Gov. Sam Brownback on Wednesday signed into law a measure that dramatically changes the way Kansas appoints Court of Appeals judges.
The measure removes the Kansas Bar Association’s longstanding role of screening candidates and gives the governor the sole power to select the nominees who then face confirmation by the Kansas Senate.
The measure foreshadows an even larger effort by the Republican governor to change how state Supreme Court justices are chosen, though that would require voter approval.
“This is not about controlling judges,” said Brownback, who is also a lawyer. “Judicial independence is vital and necessary for fair and just rulings from our courts. But judicial independence must rest firmly on the consent of the people.”

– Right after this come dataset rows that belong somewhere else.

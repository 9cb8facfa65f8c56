/*!
# OTS loss DevKit

Test support for the loss engine:
- in-memory NFM-T client serving raw JSON documents
- builders for inventory, characteristics and PM documents
- a harness running the engine on a fixed clock
*/

pub mod fixtures;
pub mod mock_client;
pub mod test_utils;

pub use mock_client::{MockCall, MockEndpoint, MockTelemetryClient};
pub use test_utils::TestHarness;
/*!
Builders for NFM-T shaped JSON documents

Produce the raw documents the REST API returns, so tests go through the same
decoding as production.
*/

use chrono::{DateTime, Utc};
use otsloss_core::models::{OTS_CONNECTION_TYPE, RECEIVE_POWER_METRIC};
use otsloss_core::reconciler::{FAR_END_SUFFIX, PM_TIME_FORMAT};
use serde_json::{json, Map, Value};

/// Fluent builder for one `physicalConns` entry
#[derive(Debug, Clone)]
pub struct PhysicalConnBuilder {
    payload: Map<String, Value>,
}

impl PhysicalConnBuilder {
    fn set<V: Into<String>>(mut self, field: &str, value: V) -> Self {
        self.payload
            .insert(field.to_string(), Value::String(value.into()));
        self
    }

    pub fn a_port<V: Into<String>>(self, label: V) -> Self {
        self.set("aPortLabel", label)
    }

    pub fn z_port<V: Into<String>>(self, label: V) -> Self {
        self.set("zPortLabel", label)
    }

    pub fn a2_port<V: Into<String>>(self, label: V) -> Self {
        self.set("a2PortLabel", label)
    }

    pub fn z2_port<V: Into<String>>(self, label: V) -> Self {
        self.set("z2PortLabel", label)
    }

    pub fn connection_type<V: Into<String>>(self, kind: V) -> Self {
        self.set("wdmConnectionType", kind)
    }

    pub fn build(self) -> Value {
        Value::Object(self.payload)
    }
}

/// OTS connection with the given id and display label and no port labels yet
pub fn ots_connection(id: i64, label: &str) -> PhysicalConnBuilder {
    let mut payload = Map::new();
    payload.insert("id".into(), json!(id));
    payload.insert("guiLabel".into(), json!(label));
    payload.insert("wdmConnectionType".into(), json!(OTS_CONNECTION_TYPE));
    PhysicalConnBuilder { payload }
}

/// Raman-amplified OTS whose far-end ports are `{label}/Z2-RA2P-LINEIN` and
/// `{label}/Z-RA2P-LINEIN`
pub fn raman_ots(id: i64, label: &str) -> PhysicalConnBuilder {
    ots_connection(id, label)
        .a_port(format!("{}/A-LD", label))
        .a2_port(format!("{}/A2-LD", label))
        .z_port(format!("{}/Z-RA2P-LINEIN", label))
        .z2_port(format!("{}/Z2-RA2P-LINEIN", label))
}

/// One `fiberCharacteristic` entry
pub fn fiber_core(from: &str, to: &str, egress: &str, ingress: &str, raman_gain: &str) -> Value {
    json!({
        "fromLabel": from,
        "toLabel": to,
        "egressPowerOut": egress,
        "ingressPowerIn": ingress,
        "targetGainStr": raman_gain
    })
}

/// One PM row: `Time` plus a value per port key
pub fn pm_row(time: &str, values: &[(&str, &str)]) -> Value {
    let mut row = Map::new();
    row.insert("Time".into(), json!(time));
    for (port, value) in values {
        row.insert((*port).to_string(), json!(value));
    }
    Value::Object(row)
}

/// Key under which a far-end network element reports `port`
pub fn far_end_key(port: &str) -> String {
    format!("{}{}", port, FAR_END_SUFFIX)
}

/// PM query response with `rows` under the receive-power metric
pub fn pm_response(rows: Vec<Value>) -> Value {
    let mut graphs = Map::new();
    graphs.insert(RECEIVE_POWER_METRIC.to_string(), json!({ "pmdata": rows }));
    json!({
        "objGraphDataMap": [
            { "graphDataMap": graphs }
        ]
    })
}

/// PM query response for an object that was never collected
pub fn empty_pm_response() -> Value {
    json!({ "objGraphDataMap": [] })
}

/// Formats a time the way PM rows carry it
pub fn pm_time(at: DateTime<Utc>) -> String {
    at.format(PM_TIME_FORMAT).to_string()
}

Republican legislators sought to change the process following a Kansas Supreme Court ruling in 2005 that ordered the state to increase funding for public schools. Those efforts were blocked by moderate GOP leaders in the Senate, but the process was revived this year when conservatives gained control of that chamber.
Defenders of the current system say it insulates the judiciary from politics. But Brownback and fellow Republicans believe it puts too much power in the hands of attorneys to screen nominees. The governor must accept one of three names forwarded to him with no legislative oversight of the selection.
Currently, five of the nine members of the nominating commission are selected by the Kansas Bar Association and the remaining four by the governor.
“Kansans expect and are entitled to a government that is not beholden to any special interest group,” Brownback said. “Unfortunately in Kansas, our current system of selecting our appellate judges fails the democracy test.”